Synoviocytes assist in modulating the effect of Ross River virus infection in micromass-cultured primary human chondrocytes.

Ross River virus (RRV) is a mosquito-borne virus prevalent in Australia and the islands of the South Pacific, where it causes an arthritogenic illness with a hallmark feature of severe joint pain. The joint space is a unique microenvironment that contains cartilage and synovial fluid. Chondrocytes and synoviocytes are crucial components of the joint space and are known targets of RRV infection. Understanding the relationship between synoviocytes and chondrocytes during RRV infection will provide further insights into RRV-induced joint pathology. To better understand the unique dynamics of these cells during RRV infection, we used primary chondrocytes cultured in physiologically relevant micromasses.
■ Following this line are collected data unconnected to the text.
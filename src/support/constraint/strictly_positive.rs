use std::cmp::Ordering;

use num_traits::Zero;

use super::{Constrained, Constraint, ConstraintError};

/// Marker type enforcing that a value is strictly positive (greater than zero).
///
/// Airspeed, air density, finite-difference steps and objective scale
/// factors all use this marker.
///
/// # Examples
///
/// ```
/// use twine_twist::support::constraint::{Constrained, StrictlyPositive};
///
/// let x = Constrained::<_, StrictlyPositive>::new(0.01).unwrap();
/// assert_eq!(x.into_inner(), 0.01);
///
/// assert!(StrictlyPositive::new(0.0).is_err());
/// assert!(StrictlyPositive::new(-1.0).is_err());
/// assert!(StrictlyPositive::new(f64::NAN).is_err());
/// ```
#[derive(Debug, Clone, Copy, PartialEq, Eq, PartialOrd, Ord)]
pub struct StrictlyPositive;

impl StrictlyPositive {
    /// Constructs a [`Constrained<T, StrictlyPositive>`] if the value is strictly positive.
    ///
    /// # Errors
    ///
    /// Returns an error if the value is zero, negative, or not a number (`NaN`).
    pub fn new<T: PartialOrd + Zero>(
        value: T,
    ) -> Result<Constrained<T, StrictlyPositive>, ConstraintError> {
        Constrained::<T, StrictlyPositive>::new(value)
    }
}

impl<T: PartialOrd + Zero> Constraint<T> for StrictlyPositive {
    fn check(value: &T) -> Result<(), ConstraintError> {
        match value.partial_cmp(&T::zero()) {
            Some(Ordering::Greater) => Ok(()),
            Some(Ordering::Equal) => Err(ConstraintError::Zero),
            Some(Ordering::Less) => Err(ConstraintError::Negative),
            None => Err(ConstraintError::NotANumber),
        }
    }
}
We then directly infected micromass chondrocytes or infected primary fibroblast-like synoviocytes (FLS), co-cultured with micromass chondrocytes. Micromass cultures and supernatants were collected and analysed for viral load with a PCR array of target genes known to play a role in arthritis. We show that RRV through direct or secondary infection in micromass chondrocytes modulates the expression of cellular factors that likely contribute to joint inflammation and disease pathology, as well as symptoms such as pain. More importantly, while we show that RRV can infect micromass-cultured chondrocytes via FLS infection, FLS themselves affect the regulation of cellular genes known to contribute to arthritis. Single-cell culture systems lack the complexity of systems, and understanding the interaction between cell populations is crucial for deciphering disease pathology, including for the development of effective therapeutic strategies.